Concluem a reclamação nos termos seguintes:
“a) Os Reclamantes deduziram um incidente e suspeição; b) Articularam factos e juntaram provas (certidões judiciais) de que por intervenção do Exmo. Magistrado Judicial suspeito o processo não era equitativo; c) Requereram a aplicação directa do art. 20º, nº 4, da Const. Rep. Portuguesa por considerarem que o art. 127º do Cód. Proc. Civil não garante em absoluto os princípios da equidade e da imparcialidade; d) Segundo os Reclamantes o art. 127º do Cód. Proc. Civil ao tipificar os casos de suspeição afasta todos os outros que não se conformam com essa tipicidade; e) Os Reclamantes não foram condenados como litigantes de má-fé; f) Por decaimento no incidente interpuseram os Reclamantes Recurso para o Tribunal Constitucional; g) Os casos de suspeição de um Magistrado Judicial não podem estar dependentes do conhecimento pelos Oponentes do facto que a montante influenciou a(s) sua(s) Decisão (ões); h) Para que essa natureza subjectiva do facto a montante seja integrado num dos tipos insertos nas alíneas do nº 1 do art. 127º do Cód. Proc. Civil; i) A falta de imparcialidade tem que ser, objectivamente, inferida de factos praticados pelo mesmo Magistrado Judicial e sustentada por provas; j) O caso de suspeição suscitado pelos Reclamantes não se enquadra nos tipos do art. 127º do Cód. Proc. Civil; k) Motivo porque se deveria ter aplicado, directamente, o disposto no art. 20º, nº 4, da Constituição interpretado à luz do art. 10º da declaração Universal dos Direitos do Homem; l) O Venerando Despacho reclamado, com todo o respeito que é muito, enferma de erro; m) Em resultado desse erro foram os Reclamantes vencidos, imediatamente, quanto
á questão da suspeição; n) E, mediatamente, quanto á problemática da inconstitucionalidade do art. 127º do Cód. Proc. Civil; o) Fazendo, ainda, o dito Despacho tábua raza do art. 20º da Constituição.”

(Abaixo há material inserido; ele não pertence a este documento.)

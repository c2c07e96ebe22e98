//! Total order over typed [`Value`]s, with an explicit `Incomparable` result
//! instead of a panic for pairs that have no defined order.

use crate::btree::OrderedKey;
use crate::timestamp::parse_timestamp;
use crate::value::Value;

#[derive(Debug, Clone, Copy, PartialEq, Eq)]
pub enum Comparison {
    Less,
    Equal,
    Greater,
    Incomparable,
}

impl Comparison {
    pub fn is_equal(self) -> bool {
        matches!(self, Comparison::Equal)
    }
}

/// Compares two values. `Null` on either side is always `Incomparable`, as
/// is any cross-type pair outside the two reconciliation rules below:
/// `Integer`/`Float` compare numerically, and `Text`/`Timestamp` parses the
/// text with the timestamp parser (a parse failure is `Incomparable`, not an
/// error — comparators never fail).
pub fn compare(a: &Value, b: &Value) -> Comparison {
    use Value::*;
    match (a, b) {
        (Null, _) | (_, Null) => Comparison::Incomparable,
        (Integer(x), Integer(y)) => order(x, y),
        (Text(x), Text(y)) => order(&x.as_bytes(), &y.as_bytes()),
        (Boolean(x), Boolean(y)) => order(x, y),
        (Timestamp(x), Timestamp(y)) => order(x, y),
        (Float(x), Float(y)) => order_f64(*x, *y),
        (Integer(x), Float(y)) => order_f64(*x as f64, *y),
        (Float(x), Integer(y)) => order_f64(*x, *y as f64),
        (Text(t), Timestamp(ts)) => match parse_timestamp(t) {
            Ok(parsed) => order(&parsed, ts),
            Err(_) => Comparison::Incomparable,
        },
        (Timestamp(ts), Text(t)) => match parse_timestamp(t) {
            Ok(parsed) => order(ts, &parsed),
            Err(_) => Comparison::Incomparable,
        },
        _ => Comparison::Incomparable,
    }
}

fn order<T: PartialOrd>(x: T, y: T) -> Comparison {
    match x.partial_cmp(&y) {
        Some(std::cmp::Ordering::Less) => Comparison::Less,
        Some(std::cmp::Ordering::Equal) => Comparison::Equal,
        Some(std::cmp::Ordering::Greater) => Comparison::Greater,
        None => Comparison::Incomparable,
    }
}

fn order_f64(x: f64, y: f64) -> Comparison {
    order(x, y)
}

impl OrderedKey for Value {
    fn key_cmp(&self, other: &Self) -> Comparison {
        compare(self, other)
    }
}

#[cfg(test)]
mod tests {
    use super::*;
    use chrono::{DateTime, Utc};

    #[test]
    fn integers_order_numerically() {
        assert_eq!(compare(&Value::Integer(1), &Value::Integer(2)), Comparison::Less);
        assert_eq!(compare(&Value::Integer(2), &Value::Integer(2)), Comparison::Equal);
        assert_eq!(compare(&Value::Integer(3), &Value::Integer(2)), Comparison::Greater);
    }

    #[test]
    fn text_orders_by_bytes() {
        assert_eq!(
            compare(&Value::Text("a".into()), &Value::Text("b".into())),
            Comparison::Less
        );
    }

    #[test]
    fn booleans_order_false_before_true() {
        assert_eq!(
            compare(&Value::Boolean(false), &Value::Boolean(true)),
            Comparison::Less
        );
    }

    #[test]
    fn null_is_always_incomparable() {
        assert_eq!(compare(&Value::Null, &Value::Integer(1)), Comparison::Incomparable);
        assert_eq!(compare(&Value::Integer(1), &Value::Null), Comparison::Incomparable);
        assert_eq!(compare(&Value::Null, &Value::Null), Comparison::Incomparable);
    }

    #[test]
    fn mismatched_types_are_incomparable_by_default() {
        assert_eq!(
            compare(&Value::Integer(1), &Value::Boolean(true)),
            Comparison::Incomparable
        );
    }

    #[test]
    fn integer_and_float_compare_numerically() {
        assert_eq!(compare(&Value::Integer(2), &Value::Float(2.5)), Comparison::Less);
        assert_eq!(compare(&Value::Float(2.0), &Value::Integer(2)), Comparison::Equal);
    }

    #[test]
    fn text_and_timestamp_reconcile_via_parsing() {
        let ts: DateTime<Utc> = DateTime::from_timestamp_micros(0).unwrap();
        assert_eq!(
            compare(&Value::Text("1970-01-01 00:00:00".into()), &Value::Timestamp(ts)),
            Comparison::Equal
        );
        assert_eq!(
            compare(&Value::Text("not a date".into()), &Value::Timestamp(ts)),
            Comparison::Incomparable
        );
    }
}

O Ex.mo Procurador-Geral Adjunto emitiu parecer no sentido da improcedência da reclamação, do seguinte teor:
“A presente reclamação é manifestamente improcedente. Na verdade, os reclamantes não suscitaram, em termos procedimentalmente adequados, qualquer questão de inconstitucionalidade normativa, idónea para servir de base ao recurso de fiscalização concreta interposto – limitando a enumerar vicissitudes processuais e a concluir pela “insuficiência” da previsão normativa do art. 127º do CPC, sem especificarem, em termos inteligíveis, qualquer sentido da interpretação normativa que consideram colidente com a Lei Fundamental.”

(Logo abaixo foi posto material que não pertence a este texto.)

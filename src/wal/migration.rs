//! Byte-level WAL version migration.
//!
//! Only `CreateTable` and `AddColumn` payloads carry a column shape that
//! changed across versions; every other op's payload (`Insert`, `Delete`,
//! `Update`, `DropTable`, `DropColumn`, `CreateIndex`, `DropIndex`) is
//! version-invariant and passes through each step untouched.
//!
//! Column shape by version:
//! - v1: `name, type`
//! - v2: `name, type, pk`
//! - v3: `name, type, pk, ordinal`
//! - v4: `name, type, pk, not_null, ordinal`
//!
//! `v2 -> v3` is the one step that cannot be a context-free per-entry
//! transform: assigning the right ordinal to an `AddColumn` entry requires
//! knowing how many columns that table already has, which depends on every
//! earlier entry for the same table. `migrate` threads a per-table counter
//! through that one step; every other step is a pure `(op, payload) ->
//! payload` function.

use super::{read_frame, write_header, Op, RawEntry, CURRENT_VERSION, HEADER_LEN, MAGIC};
use crate::error::EngineError;
use crate::value::{decode_string, encode_string};
use fs2::available_space;
use std::collections::HashMap;
use std::fs::{self, File, OpenOptions};
use std::io::{Read, Seek, SeekFrom, Write};
use std::path::{Path, PathBuf};

fn take(bytes: &[u8], n: usize) -> Result<(&[u8], &[u8]), EngineError> {
    if bytes.len() < n {
        return Err(EngineError::WalDecode(format!(
            "truncated legacy WAL payload: needed {n} bytes, had {}",
            bytes.len()
        )));
    }
    Ok(bytes.split_at(n))
}

fn take1(bytes: &[u8]) -> Result<(u8, &[u8]), EngineError> {
    let (head, rest) = take(bytes, 1)?;
    Ok((head[0], rest))
}

fn affects_column_shape(op: u8) -> bool {
    op == Op::CreateTable.to_byte() || op == Op::AddColumn.to_byte()
}

/// Reads one v1-shaped column (`name, type`).
fn read_col_v1(bytes: &[u8]) -> Result<((String, u8), &[u8]), EngineError> {
    let (name, rest) = decode_string(bytes)?;
    let (type_byte, rest) = take1(rest)?;
    Ok(((name, type_byte), rest))
}

fn write_col_v2(buf: &mut Vec<u8>, name: &str, type_byte: u8, pk: u8) {
    encode_string(buf, name);
    buf.push(type_byte);
    buf.push(pk);
}

fn read_col_v2(bytes: &[u8]) -> Result<((String, u8, u8), &[u8]), EngineError> {
    let (name, rest) = decode_string(bytes)?;
    let (type_byte, rest) = take1(rest)?;
    let (pk, rest) = take1(rest)?;
    Ok(((name, type_byte, pk), rest))
}

fn write_col_v3(buf: &mut Vec<u8>, name: &str, type_byte: u8, pk: u8, ordinal: u16) {
    encode_string(buf, name);
    buf.push(type_byte);
    buf.push(pk);
    buf.extend_from_slice(&ordinal.to_be_bytes());
}

fn read_col_v3(bytes: &[u8]) -> Result<((String, u8, u8, u16), &[u8]), EngineError> {
    let (name, rest) = decode_string(bytes)?;
    let (type_byte, rest) = take1(rest)?;
    let (pk, rest) = take1(rest)?;
    let (ord_bytes, rest) = take(rest, 2)?;
    let ordinal = u16::from_be_bytes(ord_bytes.try_into().unwrap());
    Ok(((name, type_byte, pk, ordinal), rest))
}

fn write_col_v4(buf: &mut Vec<u8>, name: &str, type_byte: u8, pk: u8, not_null: u8, ordinal: u16) {
    encode_string(buf, name);
    buf.push(type_byte);
    buf.push(pk);
    buf.push(not_null);
    buf.extend_from_slice(&ordinal.to_be_bytes());
}

/// Inserts `pk_flag = 0` after every column's data-type byte. v1 never
/// recorded primary-key-ness, so tables migrated from v1 lose that
/// information — any `pk` constraint must be re-declared after migration.
fn migrate_v1_to_v2(op: u8, payload: &[u8]) -> Result<Vec<u8>, EngineError> {
    if !affects_column_shape(op) {
        return Ok(payload.to_vec());
    }
    let mut buf = Vec::new();
    if op == Op::CreateTable.to_byte() {
        let (table, rest) = decode_string(payload)?;
        let (count_bytes, mut rest) = take(rest, 2)?;
        let count = u16::from_be_bytes(count_bytes.try_into().unwrap());
        encode_string(&mut buf, &table);
        buf.extend_from_slice(&count.to_be_bytes());
        for _ in 0..count {
            let ((name, type_byte), r) = read_col_v1(rest)?;
            write_col_v2(&mut buf, &name, type_byte, 0);
            rest = r;
        }
    } else {
        let (table, rest) = decode_string(payload)?;
        encode_string(&mut buf, &table);
        let ((name, type_byte), _) = read_col_v1(rest)?;
        write_col_v2(&mut buf, &name, type_byte, 0);
    }
    Ok(buf)
}

/// Inserts a sequential `ordinal: u16` per column, continuing from however
/// many columns that table already has. `next_ordinal` is reset to the
/// column count on each `CreateTable` for that table name (covering a
/// drop-and-recreate), then advanced by one per `AddColumn`.
fn migrate_v2_to_v3(
    op: u8,
    payload: &[u8],
    next_ordinal: &mut HashMap<String, u16>,
) -> Result<Vec<u8>, EngineError> {
    if !affects_column_shape(op) {
        return Ok(payload.to_vec());
    }
    let mut buf = Vec::new();
    if op == Op::CreateTable.to_byte() {
        let (table, rest) = decode_string(payload)?;
        let (count_bytes, mut rest) = take(rest, 2)?;
        let count = u16::from_be_bytes(count_bytes.try_into().unwrap());
        encode_string(&mut buf, &table);
        buf.extend_from_slice(&count.to_be_bytes());
        for ordinal in 0..count {
            let ((name, type_byte, pk), r) = read_col_v2(rest)?;
            write_col_v3(&mut buf, &name, type_byte, pk, ordinal);
            rest = r;
        }
        next_ordinal.insert(table, count);
    } else {
        let (table, rest) = decode_string(payload)?;
        let ((name, type_byte, pk), _) = read_col_v2(rest)?;
        let ordinal = *next_ordinal.get(&table).unwrap_or(&0);
        next_ordinal.insert(table.clone(), ordinal + 1);
        encode_string(&mut buf, &table);
        write_col_v3(&mut buf, &name, type_byte, pk, ordinal);
    }
    Ok(buf)
}

/// Inserts `not_null_flag = pk_flag` before the ordinal, matching
/// `ColumnDef::new`'s default of treating primary-key columns as implicitly
/// `NOT NULL` and every other migrated column as nullable.
fn migrate_v3_to_v4(op: u8, payload: &[u8]) -> Result<Vec<u8>, EngineError> {
    if !affects_column_shape(op) {
        return Ok(payload.to_vec());
    }
    let mut buf = Vec::new();
    if op == Op::CreateTable.to_byte() {
        let (table, rest) = decode_string(payload)?;
        let (count_bytes, mut rest) = take(rest, 2)?;
        let count = u16::from_be_bytes(count_bytes.try_into().unwrap());
        encode_string(&mut buf, &table);
        buf.extend_from_slice(&count.to_be_bytes());
        for _ in 0..count {
            let ((name, type_byte, pk, ordinal), r) = read_col_v3(rest)?;
            write_col_v4(&mut buf, &name, type_byte, pk, pk, ordinal);
            rest = r;
        }
    } else {
        let (table, rest) = decode_string(payload)?;
        encode_string(&mut buf, &table);
        let ((name, type_byte, pk, ordinal), _) = read_col_v3(rest)?;
        write_col_v4(&mut buf, &name, type_byte, pk, pk, ordinal);
    }
    Ok(buf)
}

fn read_legacy_entries(file: &mut File, source_version: u16) -> Result<Vec<RawEntry>, EngineError> {
    file.seek(SeekFrom::Start(if source_version == 1 { 0 } else { HEADER_LEN }))?;
    let mut entries = Vec::new();
    while let Some(entry) = read_frame(file)? {
        entries.push(entry);
    }
    Ok(entries)
}

fn run_step(entries: Vec<RawEntry>, version: u16) -> Result<Vec<RawEntry>, EngineError> {
    match version {
        1 => entries
            .into_iter()
            .map(|e| Ok(RawEntry { op: e.op, payload: migrate_v1_to_v2(e.op, &e.payload)? }))
            .collect(),
        2 => {
            let mut next_ordinal = HashMap::new();
            entries
                .into_iter()
                .map(|e| {
                    let payload = migrate_v2_to_v3(e.op, &e.payload, &mut next_ordinal)?;
                    Ok(RawEntry { op: e.op, payload })
                })
                .collect()
        }
        3 => entries
            .into_iter()
            .map(|e| Ok(RawEntry { op: e.op, payload: migrate_v3_to_v4(e.op, &e.payload)? }))
            .collect(),
        other => Err(EngineError::WalDecode(format!("no migrator registered for WAL version {other}"))),
    }
}

fn first_unused_backup_path(path: &Path) -> PathBuf {
    let plain = backup_path(path, "bak");
    if !plain.exists() {
        return plain;
    }
    let mut n = 1u32;
    loop {
        let candidate = backup_path(path, &format!("bak.{n}"));
        if !candidate.exists() {
            return candidate;
        }
        n += 1;
    }
}

/// `Path::with_extension` replaces rather than appends, so build the whole
/// file name by hand instead.
fn append_ext(path: &Path, suffix: &str) -> String {
    let name = path.file_name().and_then(|n| n.to_str()).unwrap_or("wal");
    format!("{name}.{suffix}")
}

fn backup_path(path: &Path, suffix: &str) -> PathBuf {
    let mut p = path.to_path_buf();
    p.set_file_name(append_ext(path, suffix));
    p
}

/// Migrates the WAL at `path` from `source_version` up to
/// [`CURRENT_VERSION`] in place: preflight free-space check, read and
/// CRC-verify every legacy entry, run the migrator chain step by step,
/// write the result to a sibling `.mig` file, rename the original aside to
/// a `.bak` (or `.bak.N`), then rename `.mig` into place. On failure after
/// the backup rename, the original is restored best-effort.
pub fn migrate(path: &Path, source_version: u16) -> Result<(), EngineError> {
    let file_size = fs::metadata(path)?.len();
    let free = available_space(path).map_err(EngineError::Io)?;
    if free < file_size.saturating_mul(2) {
        return Err(EngineError::InsufficientDiskSpace);
    }

    let mut entries = {
        let mut file = File::open(path)?;
        read_legacy_entries(&mut file, source_version)?
    };

    for version in source_version..CURRENT_VERSION {
        entries = run_step(entries, version)?;
    }

    let mig_path = backup_path(path, "mig");
    {
        let mut mig_file = OpenOptions::new()
            .create(true)
            .write(true)
            .truncate(true)
            .open(&mig_path)?;
        write_header(&mut mig_file, CURRENT_VERSION)?;
        for entry in &entries {
            let frame = super::encode_frame(entry.op, &entry.payload);
            mig_file.write_all(&frame)?;
        }
        mig_file.sync_all()?;
    }

    let bak_path = first_unused_backup_path(path);
    fs::rename(path, &bak_path)?;

    if let Err(e) = fs::rename(&mig_path, path) {
        let _ = fs::rename(&bak_path, path);
        let _ = fs::remove_file(&mig_path);
        return Err(EngineError::Io(e));
    }

    Ok(())
}

#[allow(dead_code)]
fn assert_magic(bytes: &[u8]) {
    debug_assert_eq!(&bytes[..4], MAGIC);
}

2. O recurso foi interposto de uma decisão proferida pelo Presidente do Tribunal da Relação de Coimbra num incidente de suspeição oposta pelas partes ao juiz (recusa).

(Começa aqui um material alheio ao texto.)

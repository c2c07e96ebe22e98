//! Drives a sequence of [`RawEntry`] values into an applier. Both live
//! writes and startup recovery go through the same `ReplayApply` methods,
//! so there is exactly one code path that mutates the in-memory catalog —
//! replay is just that path fed from disk instead of from a fresh request.

use super::payload::{
    decode_add_column, decode_create_index, decode_create_table, decode_delete, decode_drop_column,
    decode_drop_index, decode_drop_table, decode_insert, decode_update,
};
use super::{Op, RawEntry};
use crate::error::EngineError;
use crate::model::{ColumnDef, IndexDef};
use crate::value::Value;

/// Implemented by whatever owns the in-memory catalog (the [`crate::engine::Engine`]).
/// Each method performs the same mutation the corresponding public API call
/// performs, minus the WAL append — the entry being replayed already *is*
/// that append.
pub trait ReplayApply {
    fn on_create_table(&mut self, table: &str, columns: Vec<ColumnDef>) -> Result<(), EngineError>;
    fn on_drop_table(&mut self, table: &str) -> Result<(), EngineError>;
    fn on_insert(&mut self, table: &str, row_id: i64, values: Vec<Value>) -> Result<(), EngineError>;
    fn on_delete(&mut self, table: &str, row_ids: &[i64]) -> Result<(), EngineError>;
    fn on_update(&mut self, table: &str, rows: Vec<(i64, Vec<Value>)>) -> Result<(), EngineError>;
    fn on_add_column(&mut self, table: &str, column: ColumnDef) -> Result<(), EngineError>;
    fn on_drop_column(&mut self, table: &str, column: &str) -> Result<(), EngineError>;
    fn on_create_index(&mut self, table: &str, index: IndexDef) -> Result<(), EngineError>;
    fn on_drop_index(&mut self, table: &str, index: &str) -> Result<(), EngineError>;
}

/// Replays every entry in order, aborting on the first error — a partially
/// replayed catalog is never handed back to the caller.
pub fn replay<A: ReplayApply>(entries: &[RawEntry], apply: &mut A) -> Result<(), EngineError> {
    for entry in entries {
        apply_one(apply, entry)?;
    }
    Ok(())
}

fn apply_one<A: ReplayApply>(apply: &mut A, entry: &RawEntry) -> Result<(), EngineError> {
    let op = Op::from_byte(entry.op).ok_or(EngineError::WalUnknownOp { op: entry.op, offset: 0 })?;
    match op {
        Op::CreateTable => {
            let p = decode_create_table(&entry.payload)?;
            apply.on_create_table(&p.table, p.columns)
        }
        Op::DropTable => {
            let table = decode_drop_table(&entry.payload)?;
            apply.on_drop_table(&table)
        }
        Op::Insert => {
            let p = decode_insert(&entry.payload)?;
            apply.on_insert(&p.table, p.row_id, p.values)
        }
        Op::Delete => {
            let p = decode_delete(&entry.payload)?;
            apply.on_delete(&p.table, &p.row_ids)
        }
        Op::Update => {
            let p = decode_update(&entry.payload)?;
            apply.on_update(&p.table, p.rows)
        }
        Op::AddColumn => {
            let p = decode_add_column(&entry.payload)?;
            apply.on_add_column(&p.table, p.column)
        }
        Op::DropColumn => {
            let p = decode_drop_column(&entry.payload)?;
            apply.on_drop_column(&p.table, &p.column)
        }
        Op::CreateIndex => {
            let p = decode_create_index(&entry.payload)?;
            apply.on_create_index(&p.table, p.index)
        }
        Op::DropIndex => {
            let p = decode_drop_index(&entry.payload)?;
            apply.on_drop_index(&p.table, &p.index)
        }
    }
}

#[cfg(test)]
mod tests {
    use super::*;
    use crate::wal::encode_frame;

    #[derive(Default)]
    struct Recorder {
        created: Vec<String>,
        inserted: Vec<(String, i64)>,
    }

    impl ReplayApply for Recorder {
        fn on_create_table(&mut self, table: &str, _columns: Vec<ColumnDef>) -> Result<(), EngineError> {
            self.created.push(table.to_string());
            Ok(())
        }
        fn on_drop_table(&mut self, _table: &str) -> Result<(), EngineError> {
            Ok(())
        }
        fn on_insert(&mut self, table: &str, row_id: i64, _values: Vec<Value>) -> Result<(), EngineError> {
            self.inserted.push((table.to_string(), row_id));
            Ok(())
        }
        fn on_delete(&mut self, _table: &str, _row_ids: &[i64]) -> Result<(), EngineError> {
            Ok(())
        }
        fn on_update(&mut self, _table: &str, _rows: Vec<(i64, Vec<Value>)>) -> Result<(), EngineError> {
            Ok(())
        }
        fn on_add_column(&mut self, _table: &str, _column: ColumnDef) -> Result<(), EngineError> {
            Ok(())
        }
        fn on_drop_column(&mut self, _table: &str, _column: &str) -> Result<(), EngineError> {
            Ok(())
        }
        fn on_create_index(&mut self, _table: &str, _index: IndexDef) -> Result<(), EngineError> {
            Ok(())
        }
        fn on_drop_index(&mut self, _table: &str, _index: &str) -> Result<(), EngineError> {
            Ok(())
        }
    }

    fn raw_from_frame(op: Op, payload: Vec<u8>) -> RawEntry {
        let frame = encode_frame(op.to_byte(), &payload);
        super::super::read_frame(&mut std::io::Cursor::new(frame)).unwrap().unwrap()
    }

    #[test]
    fn replay_dispatches_in_order() {
        use crate::model::ColumnDef as CD;
        use crate::value::DataType;
        use crate::wal::payload::{encode_create_table, encode_insert};

        let cols = vec![CD::new("id", DataType::Integer, true, 0)];
        let e1 = raw_from_frame(Op::CreateTable, encode_create_table("t", &cols));
        let e2 = raw_from_frame(Op::Insert, encode_insert("t", 1, &[Value::Integer(1)]));
        let e3 = raw_from_frame(Op::Insert, encode_insert("t", 2, &[Value::Integer(2)]));

        let mut rec = Recorder::default();
        replay(&[e1, e2, e3], &mut rec).unwrap();

        assert_eq!(rec.created, vec!["t".to_string()]);
        assert_eq!(rec.inserted, vec![("t".to_string(), 1), ("t".to_string(), 2)]);
    }

    #[test]
    fn unknown_op_byte_aborts_replay() {
        let entry = RawEntry { op: 200, payload: vec![] };
        let mut rec = Recorder::default();
        let err = replay(&[entry], &mut rec).unwrap_err();
        assert!(matches!(err, EngineError::WalUnknownOp { .. }));
    }
}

Antes de mais, não parece que possa ser posto em causa o enquadramento deste despacho na categoria “decisões dos tribunais” para efeitos do disposto no n.º1 do artigo 280º da Constituição e do artigo 70º da LTC. A lei processual civil ao atribuir a competência para julgar a suspeição, em primeira e única instância – por despacho irrecorrível (artigo 130º, n.º 3, do Código de Processo Civil) – ao presidente da Relação, estrutura a recusa como incidente do próprio processo. Ao julgá-lo – note-se que apenas nos referimos, porque só isso interessa para o caso, ao incidente de recusa (suspeição oposta pela parte) e não à escusa (pedido de dispensa) –, o presidente da Relação exerce uma competência jurisdicional, relativa à regularidade de composição do tribunal da causa, numa das suas vertentes materiais que é da garantia do juiz imparcial, e não uma competência administrativa de mera gestão dos juizes. Embora configurando-o de modo diverso daquele que adopta quando está em apreciação a existência de causas de impedimento – em que o próprio juiz impedido é chamado a decidir, com recurso para o tribunal imediatamente superior
(cfr. artigo 123º, n.º 1,do CPC) – a lei qualifica expressamente e manda processar a recusa como incidente (artigo 129º do CPC) e reconhece implicitamente a natureza judicial da decisão respectiva ao proscrever a possibilidade de recurso (ordinário). Comete a decisão ao presidente da Relação
– atribuindo-lhe uma competência jurisdicional própria de 1º grau (não inserida nas competências do órgão judicial de que é membro e que não tem por objecto ou pressuposto uma decisão anterior) – como corolário da proibição de que o juiz se declare “voluntariamente” suspeito (artigo 126º, n.º 1,do CPC).
3. Como se relatou, o recurso foi interposto ao abrigo do disposto no artigo
70º, n.º 1, alínea b), da Lei do Tribunal Constitucional. Convém começar por lembrar as linhas essenciais das condições de admissibilidade deste recurso que hão-de constituir a matriz de apreciação da reclamação, segundo a jurisprudência sedimentada deste Tribunal.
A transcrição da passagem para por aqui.